With the rest of your skills the same format applies, the more your upgrade your skills the better you perform with each skill and further abilities will be unlocked. It is best to read about each of the skills to determine the type of abilities that suit your style of play.
One more feature to tie in with your skills and weapons is your armour. Armour doesn’t have any skills or abilities associated with it but you are able to purchase a variety of different types in the game's Black Market along with armour modifications. A piece of armour can have up to four modifications which can provide you with mods like better armour, increased hacking skills, or more ammo capacity.
Overall, the gameplay controls work well. Aiming is straight forward with a point & shoot functionality which is combined with the strengths and weaknesses of each weapon type (e.g. pistols and shotguns working well at close to mid range or SMG’s working well on crowds). Melee attacks can be performed in a hand to hand situation where the enemy knows of your presence, or you can sneak up on your foe and take them down without killing them or slit their throat with your trusty army issued knife should you desire. It is up to you how deadly you are.
When it came to the gameplay mechanics and the AI of the enemies, there were quite a few glitches that were downright frustrating. An example of this is when I was involved in the boss encounter with Konstantin Brayko. The battle takes place in a large room with a stage centered in it. During the battle Brayko enters into a fury and can deal out a great amount of damage, and like any good spy I have learned when to evade and evaluate the situation (a.k.a. running away like a pansy). During my avoidance I ended up on top of the stage and Brayko ran to the bottom of the stage directly below me rather than coming up the stairs to attack me. As I continued to evade him and took some cover I noticed he was still trying to run onto the stage from the bottom and seemed somewhat stuck, even after I shot him numerous times. He didn’t move until I took down his health to about 25%, where his strategy changed and he was able to move again. Mind you, this was by far the hardest boss I fought the whole game and it was nice to be able to take him down, but it would have been better if I had done it without a broken section of the game making it easy for me.
Another frustrating moment was when I lined up a shot with my assault rifle behind a tree, the branches and leaves were blowing back and forth but I was still able to see the head of a soldier manning a machine gun. With a critical shot to the head lined up, I pressed the trigger only to have a leaf save his life by blocking the bullet. Collision detection issues like this should not exist in a game that has had plenty of development time. Argh!!!!
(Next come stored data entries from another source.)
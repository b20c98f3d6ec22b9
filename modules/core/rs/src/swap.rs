//! Value exchange: `swap` and `exchange`.

/// Types whose values can be exchanged in place.
///
/// The provided [`Swap::swap_with`] is the generic three-move swap; a type opts in with an empty
/// impl, or overrides the method when it knows a better way. Arrays swap element-wise.
pub trait Swap: Sized {
    /// Whether [`Swap::swap_with`] is guaranteed not to panic.
    const NO_PANIC: bool = true;

    #[inline(always)]
    fn swap_with(&mut self, other: &mut Self) {
        std::mem::swap(self, other);
    }
}

macro_rules! impl_swap {
    ($($ty:ty),* $(,)?) => {
        $(impl Swap for $ty {})*
    };
}

impl_swap!(
    bool, char, u8, u16, u32, u64, u128, usize, i8, i16, i32, i64, i128, isize, f32, f64, (),
    String,
);

impl<T> Swap for Vec<T> {}

impl<T: ?Sized> Swap for Box<T> {}

impl<T> Swap for Option<T> {}

impl<T: Swap, const N: usize> Swap for [T; N] {
    const NO_PANIC: bool = T::NO_PANIC;

    fn swap_with(&mut self, other: &mut Self) {
        for (left, right) in self.iter_mut().zip(other.iter_mut()) {
            left.swap_with(right);
        }
    }
}

/// Exchange the values of `left` and `right`.
#[inline(always)]
pub fn swap<T: Swap>(left: &mut T, right: &mut T) {
    left.swap_with(right);
}

/// Replace `target` with `value` and return the previous value of `target`.
///
/// Moving never panics in Rust; the only possible panic source is the `Into` conversion.
#[inline(always)]
pub fn exchange<T, U: Into<T>>(target: &mut T, value: U) -> T {
    std::mem::replace(target, value.into())
}

/// Swap the pointees of two raw pointers.
///
/// Identical pointers are left untouched.
///
/// # Safety
///
/// Both pointers must be non-null (checked with `debug_assert!`), properly aligned, valid for
/// reads and writes, and not aliased by any live reference for the duration of the call.
#[cfg(feature = "swappable-pointers")]
pub unsafe fn swap_pointees<T: Swap>(left: *mut T, right: *mut T) {
    debug_assert!(!left.is_null());
    debug_assert!(!right.is_null());
    if std::ptr::eq(left, right) {
        return;
    }
    unsafe { (*left).swap_with(&mut *right) }
}

/// Swap a value with the pointee of a raw pointer.
///
/// # Safety
///
/// `right` must be non-null (checked with `debug_assert!`), properly aligned, valid for reads and
/// writes, and must not point to `left`.
#[cfg(feature = "swappable-pointers")]
pub unsafe fn swap_with_pointee<T: Swap>(left: &mut T, right: *mut T) {
    debug_assert!(!right.is_null());
    unsafe { left.swap_with(&mut *right) }
}

/// Swap the pointee of a raw pointer with a value.
///
/// # Safety
///
/// Same as [`swap_with_pointee`], with the roles of the operands exchanged.
#[cfg(feature = "swappable-pointers")]
pub unsafe fn swap_pointee_with<T: Swap>(left: *mut T, right: &mut T) {
    debug_assert!(!left.is_null());
    unsafe { (*left).swap_with(right) }
}
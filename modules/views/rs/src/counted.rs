use derive_getters::{Dissolve, Getters};
use derive_more::Constructor;

use seqview_core_rs::{BidirectionalPosition, Iter, Position, Range, SizedRange, View};

use crate::reverse::{ReverseView, Reversible};

/// The `length` elements starting at `start`.
///
/// The view trusts its length: fewer than `length` elements reachable from `start` is a caller
/// error and is not detected.
#[derive(Clone, Copy, Debug, PartialEq, Eq, Hash, Getters, Dissolve, Constructor)]
pub struct CountedView<P> {
    start: P,
    length: usize,
}

pub fn counted<P: Position>(start: P, length: usize) -> CountedView<P> {
    CountedView::new(start, length)
}

impl<P: Position> Range for CountedView<P> {
    type Position = P;
    type Sentinel = P;

    fn begin(&self) -> P {
        self.start.clone()
    }

    fn end(&self) -> P {
        let mut end = self.start.clone();
        end.advance(self.length);
        end
    }

    fn is_empty(&self) -> bool {
        self.length == 0
    }
}

impl<P: Position> SizedRange for CountedView<P> {
    fn size(&self) -> usize {
        self.length
    }
}

impl<P: Position> View for CountedView<P> {}

impl<P: BidirectionalPosition> Reversible for CountedView<P> {
    type Reversed = ReverseView<Self>;

    fn reversed(self) -> Self::Reversed {
        ReverseView::new(self)
    }
}

impl<P: Position> IntoIterator for CountedView<P> {
    type Item = P::Item;
    type IntoIter = Iter<P, P>;

    fn into_iter(self) -> Self::IntoIter {
        Iter::new(self.begin(), self.end())
    }
}
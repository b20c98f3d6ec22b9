//! Check harness comparing a range against an expected sequence.
//!
//! Failures are collected as [`eyre::Report`]s carrying every mismatch found, and logged through
//! the `log` facade as they are recorded.

use std::fmt::{Debug, Display};
use std::panic::Location;

use eyre::{eyre, Report, Result};
use itertools::{EitherOrBoth, Itertools};

use seqview_core_rs::{Position, Range};

type Item<R> = <<R as Range>::Position as Position>::Item;

/// Compare the elements of `actual` against `expected`, in order.
///
/// Every pairwise mismatch is recorded. The walk stops as soon as either side is exhausted; if the
/// other side still has elements, that is recorded as a length mismatch.
pub fn check_equal<R, E>(actual: &R, expected: E) -> Result<()>
where
    R: Range + ?Sized,
    E: IntoIterator,
    E::Item: Debug,
    Item<R>: PartialEq<E::Item> + Debug,
{
    let mut mismatches = Vec::new();
    for (index, pair) in seqview_core_rs::iter(actual)
        .zip_longest(expected)
        .enumerate()
    {
        match pair {
            EitherOrBoth::Both(got, want) => {
                if got != want {
                    mismatches.push(format!("[{index}]: {got:?} != {want:?}"));
                }
            }
            EitherOrBoth::Left(extra) => {
                mismatches.push(format!(
                    "[{index}]: range is longer than expected, next element is {extra:?}"
                ));
                break;
            }
            EitherOrBoth::Right(missing) => {
                mismatches.push(format!(
                    "[{index}]: range ended early, expected {missing:?}"
                ));
                break;
            }
        }
    }

    match mismatches.is_empty() {
        true => Ok(()),
        false => Err(eyre!(
            "{} mismatch(es):\n  {}",
            mismatches.len(),
            mismatches.join("\n  ")
        )),
    }
}

/// Accumulates the outcome of several checks and reports them together.
#[derive(Debug, Default)]
pub struct Checker {
    checks: usize,
    failures: Vec<Report>,
}

impl Checker {
    pub fn new() -> Self {
        Self::default()
    }

    /// Record a failure described by `what` unless `condition` holds.
    #[track_caller]
    pub fn check(&mut self, condition: bool, what: impl Display) -> &mut Self {
        self.checks += 1;
        if !condition {
            let failure = eyre!("{}: check failed: {what}", Location::caller());
            self.record(failure);
        }
        self
    }

    /// Record the mismatches of [`check_equal`], if any.
    #[track_caller]
    pub fn check_equal<R, E>(&mut self, actual: &R, expected: E) -> &mut Self
    where
        R: Range + ?Sized,
        E: IntoIterator,
        E::Item: Debug,
        Item<R>: PartialEq<E::Item> + Debug,
    {
        self.checks += 1;
        if let Err(report) = check_equal(actual, expected) {
            let location = Location::caller();
            self.record(report.wrap_err(format!("{location}: range differs from expected")));
        }
        self
    }

    pub fn checks(&self) -> usize {
        self.checks
    }

    pub fn failures(&self) -> &[Report] {
        &self.failures
    }

    /// `Ok` when every recorded check passed, otherwise a report listing all failures.
    pub fn finish(self) -> Result<()> {
        log::debug!(
            "{} of {} checks failed",
            self.failures.len(),
            self.checks
        );
        if self.failures.is_empty() {
            return Ok(());
        }
        Err(eyre!(
            "{} of {} checks failed:\n{}",
            self.failures.len(),
            self.checks,
            self.failures.iter().map(|x| format!("{x:?}")).join("\n")
        ))
    }

    fn record(&mut self, failure: Report) {
        log::error!("{failure:?}");
        self.failures.push(failure);
    }
}

/// Panics with the mismatch report unless the range yields exactly the expected elements.
#[macro_export]
macro_rules! assert_range_eq {
    ($actual:expr, $expected:expr $(,)?) => {
        if let Err(report) = $crate::check_equal(&$actual, $expected) {
            panic!(
                "assertion `{} == {}` failed: {:?}",
                stringify!($actual),
                stringify!($expected),
                report
            );
        }
    };
}
use seqview_core_rs::{
    BidirectionalPosition, CommonRange, ContiguousPosition, Iter, Position, RandomAccessPosition,
    Sentinel, View,
};

/// Operations derived from `begin`/`end` for every view.
///
/// Each method is gated by the capability it needs; when a view lacks it the method is simply not
/// callable. Emptiness comes from [`seqview_core_rs::Range::is_empty`], which every range already
/// has. A view that is random-access and common can opt into
/// [`seqview_core_rs::SizedRange`] by returning [`ViewInterface::len`].
pub trait ViewInterface: View {
    /// Number of elements, by subtracting the begin position from the end position. O(1).
    fn len(&self) -> usize
    where
        Self: CommonRange,
        Self::Position: RandomAccessPosition,
    {
        let distance = self.begin().distance_to(&self.end_position());
        debug_assert!(distance >= 0);
        distance.unsigned_abs()
    }

    /// Number of elements, by walking from begin to end. O(n), always available.
    fn count(&self) -> usize {
        let end = self.end();
        let mut position = self.begin();
        let mut count = 0;
        while !end.reached(&position) {
            position.step();
            count += 1;
        }
        count
    }

    fn front(&self) -> Option<<Self::Position as Position>::Item> {
        let begin = self.begin();
        match self.end().reached(&begin) {
            true => None,
            false => Some(begin.read()),
        }
    }

    fn back(&self) -> Option<<Self::Position as Position>::Item>
    where
        Self: CommonRange,
        Self::Position: BidirectionalPosition,
    {
        let mut last = self.end_position();
        match last == self.begin() {
            true => None,
            false => {
                last.step_back();
                Some(last.read())
            }
        }
    }

    /// The `n`-th element. `n` must be smaller than the length of the view.
    fn at(&self, n: usize) -> <Self::Position as Position>::Item
    where
        Self::Position: RandomAccessPosition,
    {
        let mut position = self.begin();
        position.advance(n);
        position.read()
    }

    /// Pointer to the first element of the contiguous storage.
    fn data(&self) -> *const <Self::Position as ContiguousPosition>::Element
    where
        Self::Position: ContiguousPosition,
    {
        self.begin().as_ptr()
    }

    fn iter(&self) -> Iter<Self::Position, Self::Sentinel> {
        Iter::new(self.begin(), self.end())
    }
}

impl<V: View> ViewInterface for V {}
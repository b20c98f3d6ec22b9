//! Lazily evaluated views over seqview ranges.
//!
//! A view borrows or wraps a range and recomputes its capabilities from it: a [`ReverseView`] over
//! a random-access view is random-access, a [`CountedView`] is always sized, and so on. Views
//! compose through the pipeline operator:
//!
//! ```
//! use seqview_views_rs::{Reverse, ViewInterface};
//!
//! let data = vec![1, 2, 3];
//! let reversed = &data | Reverse;
//! assert_eq!(reversed.iter().copied().collect::<Vec<_>>(), vec![3, 2, 1]);
//! ```

pub use adaptor::{Adaptor, All, IntoView, Reverse};
pub use counted::{counted, CountedView};
pub use interface::ViewInterface;
pub use ref_view::{all, RefView};
pub use reverse::{reverse, ReversePosition, ReverseView, Reversible};

mod adaptor;
mod counted;
mod interface;
mod ref_view;
mod reverse;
The storyline is ultimately what kept me playing Alpha Protocol. The thirst to find out how the story would end and how my decisions would affect the outcome of the game was really quite an addiction. There are multiple endings and I am on my second play through as a Recruit on the hardest difficulty. Playing through a second time really lets one see the differences that can unfold based on the different choices that are made. Even with the great storyline, regrettably there were too many times when the random glitches throughout the game had me wanting to throw my controller into the wall. Some extra work to the AI and some more gameplay testing before production would made this game a whole lot better.